Il n’est pas sûr que les variants BA.4 et BA.5 seront prédominants dans quelques mois, quand la campagne de doses de rappel sera en partie complétée.

Ciriaco Piccirillo, immunologue au centre de recherche du Centre universitaire de santé McGill

Frédéric Ors, investisseur en biotechnologie de Québec qui a longtemps travaillé sur des vaccins, note par ailleurs que les sous-variants BA.4 et BA.5 sont plus proches du SRAS-CoV-2 « ancestral » qui a servi pour les vaccins approuvés fin 2020, que le B.1, le variant Omicron. « Donc, pour protéger contre d’autres variants, peut-être que le BA.1 est meilleur. »

Pfizer a demandé vendredi dernier à Santé Canada d’approuver son vaccin bivalent BA.4/5. Moderna indique qu’elle « prévoit soumettre » une demande pour le sien.

Selon un résumé transmis par la porte-parole de Pfizer Canada, Christina Antoniou, la FDA, l’Organisation mondiale de la santé (OMS) et l’Agence européenne des médicaments ont suggéré que la soumission pour le vaccin bivalent BA.4/5 inclue des données humaines de sécurité et d’efficacité pour le vaccin BA.1 et des études animales pour le vaccin BA.4/5.

Les autorisations des vaccins saisonniers contre l’influenza, le virus de la grippe, doivent s’appuyer sur des données d’efficacité humaine, mais seulement sur le plan « immunogénique », de génération d’anticorps.

L’approbation des premiers vaccins contre la COVID-19 fin 2020 nécessitait la preuve directe que les infections étaient moins graves.

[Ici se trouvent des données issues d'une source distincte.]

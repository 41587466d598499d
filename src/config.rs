//! Profiles: settings and option values for an invocation.
//!
//! ```toml
//! [settings]
//! os = "Linux"
//! compiler = "gcc"
//! "compiler.version" = "13"
//! build_type = "Release"
//! arch = "x86_64"
//!
//! [options]
//! shared = false
//! fPIC = true
//! ```
//!
//! Anything a profile leaves out is detected from the host. Command-line
//! `-s`/`-o` values are applied on top of the profile.

use std::collections::BTreeMap;
use std::fs;
use std::path::{Path, PathBuf};

use serde::Deserialize;
use tracing::debug;

use crate::descriptor::PackageDescriptor;
use crate::error::{RecipeError, Result};
use crate::settings::{CompilerKind, Settings};
use crate::toolchain;

#[derive(Deserialize, Debug, Default, Clone)]
pub struct Profile {
    #[serde(default)]
    pub settings: BTreeMap<String, toml::Value>,
    #[serde(default)]
    pub options: BTreeMap<String, toml::Value>,
}

impl Profile {
    pub fn load(path: &Path) -> Result<Self> {
        let content = fs::read_to_string(path).map_err(|e| RecipeError::Profile {
            path: path.to_path_buf(),
            message: e.to_string(),
        })?;
        Self::parse(&content).map_err(|message| RecipeError::Profile {
            path: path.to_path_buf(),
            message,
        })
    }

    pub fn parse(content: &str) -> std::result::Result<Self, String> {
        toml::from_str(content).map_err(|e| e.to_string())
    }

    /// `~/.emu/profiles/default.toml`, if present.
    pub fn default_path() -> Option<PathBuf> {
        let path = dirs::home_dir()?
            .join(".emu")
            .join("profiles")
            .join("default.toml");
        path.is_file().then_some(path)
    }

    pub fn settings(&self) -> impl Iterator<Item = (&str, String)> {
        self.settings.iter().map(|(k, v)| (k.as_str(), value_text(v)))
    }

    pub fn options(&self) -> impl Iterator<Item = (&str, String)> {
        self.options.iter().map(|(k, v)| (k.as_str(), value_text(v)))
    }
}

fn value_text(value: &toml::Value) -> String {
    match value {
        toml::Value::String(s) => s.clone(),
        other => other.to_string(),
    }
}

/// Settings for this invocation: host defaults, then the profile, then
/// command-line overrides.
pub fn resolve_settings(profile: &Profile, overrides: &[(String, String)]) -> Result<Settings> {
    let mut settings = Settings::host();

    let names_compiler = profile.settings.contains_key("compiler")
        || overrides.iter().any(|(k, _)| k == "compiler");
    if !names_compiler
        && settings.compiler.kind != CompilerKind::Msvc
        && let Some(detected) = toolchain::detect_compiler(Some(settings.compiler.kind))
    {
        debug!(compiler = %detected, "compiler detected");
        settings.compiler = detected;
    }

    for (key, value) in profile.settings() {
        settings.set(key, &value)?;
    }
    for (key, value) in overrides {
        settings.set(key, value)?;
    }
    Ok(settings)
}

/// Apply profile options, then command-line overrides, to `descriptor`.
pub fn apply_options(
    mut descriptor: PackageDescriptor,
    profile: &Profile,
    overrides: &[(String, String)],
) -> Result<PackageDescriptor> {
    for (name, value) in profile.options() {
        descriptor = descriptor.with_option_str(name, &value)?;
    }
    for (name, value) in overrides {
        descriptor = descriptor.with_option_str(name, value)?;
    }
    Ok(descriptor)
}

/// Parse a `key=value` command-line pair.
pub fn parse_key_value(s: &str) -> std::result::Result<(String, String), String> {
    let (key, value) = s
        .split_once('=')
        .ok_or_else(|| format!("expected key=value, got '{s}'"))?;
    let key = key.trim();
    if key.is_empty() {
        return Err(format!("missing key in '{s}'"));
    }
    Ok((key.to_string(), value.trim().to_string()))
}
use std::fmt;
use std::path::Path;

use tracing::{error, info};

use super::generators;
use crate::deps::{DependencyProvider, DependencyRequirement};
use crate::descriptor::PackageDescriptor;
use crate::error::{RecipeError, Result};
use crate::layout::{self, Layout};
use crate::settings::Settings;
use crate::toolchain::{BuildStep, ConfigureStep, Toolchain};

#[derive(Debug, Clone, Copy, PartialEq, Eq)]
pub enum DriverState {
    Idle,
    Configuring,
    Configured,
    Building,
    Built,
    Failed,
}

impl DriverState {
    pub fn is_terminal(&self) -> bool {
        matches!(self, DriverState::Built | DriverState::Failed)
    }
}

impl fmt::Display for DriverState {
    fn fmt(&self, f: &mut fmt::Formatter<'_>) -> fmt::Result {
        fmt::Debug::fmt(self, f)
    }
}

/// Configure-then-build state machine for one invocation.
///
/// The driver reads the descriptor, settings and resolved requirements but
/// never changes them. `Built` and `Failed` are terminal: there is no retry.
pub struct BuildDriver<'a, T, P> {
    descriptor: &'a PackageDescriptor,
    settings: &'a Settings,
    requirements: Vec<DependencyRequirement>,
    layout: Layout,
    provider: P,
    toolchain: T,
    state: DriverState,
    history: Vec<DriverState>,
}

impl<'a, T: Toolchain, P: DependencyProvider> BuildDriver<'a, T, P> {
    pub fn new(
        descriptor: &'a PackageDescriptor,
        settings: &'a Settings,
        root: &Path,
        provider: P,
        toolchain: T,
    ) -> Self {
        Self {
            descriptor,
            settings,
            requirements: descriptor.requirements().resolve(),
            layout: layout::plan(settings).under(root),
            provider,
            toolchain,
            state: DriverState::Idle,
            history: vec![DriverState::Idle],
        }
    }

    pub fn state(&self) -> DriverState {
        self.state
    }

    /// Every state visited so far, starting with `Idle`.
    pub fn history(&self) -> &[DriverState] {
        &self.history
    }

    pub fn layout(&self) -> &Layout {
        &self.layout
    }

    pub fn requirements(&self) -> &[DependencyRequirement] {
        &self.requirements
    }

    pub fn toolchain(&self) -> &T {
        &self.toolchain
    }

    /// 0 once built, 1 for anything else. A configured-only run is not a
    /// successful build.
    pub fn exit_code(&self) -> i32 {
        if self.state == DriverState::Built { 0 } else { 1 }
    }

    pub fn configure(&mut self) -> Result<()> {
        self.expect_state(DriverState::Idle, "configure")?;
        self.transition(DriverState::Configuring);

        match self.run_configure() {
            Ok(()) => {
                self.transition(DriverState::Configured);
                Ok(())
            }
            Err(cause) => {
                error!(error = %cause, "configure failed");
                self.transition(DriverState::Failed);
                Err(RecipeError::ConfigurationFailure {
                    cause: Box::new(cause),
                })
            }
        }
    }

    pub fn build(&mut self) -> Result<()> {
        self.expect_state(DriverState::Configured, "build")?;
        self.transition(DriverState::Building);

        let step = BuildStep {
            build_dir: self.layout.build.clone(),
            config: self.settings.build_type,
        };
        match self.toolchain.build(&step) {
            Ok(()) => {
                self.transition(DriverState::Built);
                Ok(())
            }
            Err(e) => {
                error!(error = %e, "build failed");
                self.transition(DriverState::Failed);
                Err(RecipeError::BuildFailure(e))
            }
        }
    }

    /// Configure, then build. Stops at the first failure.
    pub fn run(&mut self) -> Result<()> {
        self.configure()?;
        self.build()
    }

    fn run_configure(&mut self) -> Result<()> {
        let located = self.provider.locate_all(&self.requirements)?;
        let toolchain_file =
            generators::write_all(self.descriptor, self.settings, &self.layout, &located)?;

        let multi_config = self.settings.compiler.kind.is_multi_config();
        let step = ConfigureStep {
            source_dir: self.layout.source.clone(),
            build_dir: self.layout.build.clone(),
            toolchain_file,
            build_type: (!multi_config).then_some(self.settings.build_type),
        };
        self.toolchain.configure(&step)?;
        Ok(())
    }

    fn expect_state(&self, expected: DriverState, operation: &'static str) -> Result<()> {
        if self.state == expected {
            Ok(())
        } else {
            Err(RecipeError::IllegalState {
                operation,
                state: self.state,
            })
        }
    }

    fn transition(&mut self, next: DriverState) {
        info!(from = %self.state, to = %next, "driver transition");
        self.state = next;
        self.history.push(next);
    }
}
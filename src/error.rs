//! Error types for the recipe flow.
//!
//! Nothing here is recovered internally: every variant is fatal to the
//! current invocation and surfaces to the caller (and, from the CLI, to the
//! process exit code).

use std::io;
use std::path::PathBuf;

use thiserror::Error;

use crate::build::DriverState;
use crate::toolchain::ToolchainError;

pub type Result<T, E = RecipeError> = std::result::Result<T, E>;

#[derive(Debug, Error)]
pub enum RecipeError {
    #[error("invalid value '{value}' for option '{option}' (allowed: {allowed})")]
    InvalidOption {
        option: String,
        value: String,
        allowed: String,
    },

    #[error("unknown option '{0}' (known options: shared, fPIC)")]
    UnknownOption(String),

    #[error("invalid value '{value}' for setting '{setting}'")]
    InvalidSetting { setting: String, value: String },

    #[error("invalid requirement reference '{0}', expected <name>/<version>")]
    InvalidReference(String),

    #[error("dependency {name}/{version} is not available in {}", .cache.display())]
    UnresolvedDependency {
        name: String,
        version: String,
        cache: PathBuf,
    },

    #[error("configuration failed")]
    ConfigurationFailure {
        #[source]
        cause: Box<RecipeError>,
    },

    #[error("build failed")]
    BuildFailure(#[source] ToolchainError),

    #[error("cannot {operation}() while the driver is {state}")]
    IllegalState {
        operation: &'static str,
        state: DriverState,
    },

    #[error("failed to load profile {}: {message}", .path.display())]
    Profile { path: PathBuf, message: String },

    #[error(transparent)]
    Toolchain(#[from] ToolchainError),

    #[error(transparent)]
    Io(#[from] io::Error),
}

impl RecipeError {
    /// Innermost error of a configuration failure, or `self` otherwise.
    pub fn root_cause(&self) -> &RecipeError {
        match self {
            RecipeError::ConfigurationFailure { cause } => cause.root_cause(),
            other => other,
        }
    }
}

#[cfg(test)]
mod tests {
    use super::*;

    #[test]
    fn test_root_cause_unwraps_configuration_failure() {
        let err = RecipeError::ConfigurationFailure {
            cause: Box::new(RecipeError::UnresolvedDependency {
                name: "fmt".into(),
                version: "10.2.1".into(),
                cache: PathBuf::from("/tmp/cache"),
            }),
        };
        assert!(matches!(
            err.root_cause(),
            RecipeError::UnresolvedDependency { name, .. } if name == "fmt"
        ));
    }

    #[test]
    fn test_invalid_option_message_lists_domain() {
        let err = RecipeError::InvalidOption {
            option: "shared".into(),
            value: "maybe".into(),
            allowed: "true, false".into(),
        };
        let msg = err.to_string();
        assert!(msg.contains("maybe"));
        assert!(msg.contains("true, false"));
    }

    #[test]
    fn test_illegal_state_message_names_operation() {
        let err = RecipeError::IllegalState {
            operation: "build",
            state: DriverState::Idle,
        };
        assert_eq!(err.to_string(), "cannot build() while the driver is Idle");
    }
}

Les données d’efficacité pour le vaccin bivalent BA.1 sont immunogéniques.

L’annonce du DFauci qui prévoit que les États-Unis passeront à des doses de rappel une fois par année ne fait d’ailleurs pas l’unanimité. « Je pense qu’on pourrait très bien voir de nouveaux variants qui échappent à l’immunité actuelle au niveau de la réinfection, comme l’Omicron », explique Anne Sosin, spécialiste de santé publique au Collège Dartmouth, au New Hampshire. « On a encore des pics de transmission l’été. Un vaccin saisonnier fonctionne bien si les pics surviennent surtout l’hiver, comme la grippe. »

Vaccins nasaux

Une autre prochaine étape sera l’introduction de vaccins nasaux, comme la Chine l’a fait cette semaine.

« Les vaccins COVID-19 actuels protègent bien contre les maladies graves, mais moins bien contre la transmission, dit M. Piccirillo. Les anticorps sont dans le sang, mais se rendent peu aux voies respiratoires, où a lieu l’infection. »

Avec un rappel dans le bras, puis une dose nasale, on aurait une protection à la fois contre une maladie grave et contre l’infection. Mais il faudra travailler beaucoup pour y arriver, on ne sait pas combien de temps dure la protection des vaccins nasaux.

Ciriaco Piccirillo, immunologue au centre de recherche du Centre universitaire de santé McGill

Les données des vaccins nasaux antigrippaux montrent que les niveaux d’anticorps protégeant contre l’infection augmentent par rapport au vaccin dans le muscle du bras.

La technologie ARNm plus flexible

La technologie utilisée par Pfizer et Moderna pour leurs vaccins anti-COVID-19, dite « ARN messager », pourrait par ailleurs permettre de concevoir des vaccins antigrippaux saisonniers plus efficaces, parce que les souches grippales pourraient être choisies plus tard dans l’année. Il y a des années où les vaccins antigrippaux sont moins efficaces parce que les souches sont différentes de celles qui ont été choisies le printemps précédent. La technologie ARNm est plus flexible au niveau de la production.

Le DFauci a d’ailleurs prévenu la population américaine la semaine dernière que la saison grippale pourrait être aussi sévère que celle de 2019, sur la base de données australiennes. La grippe frappe d’abord l’hémisphère Sud.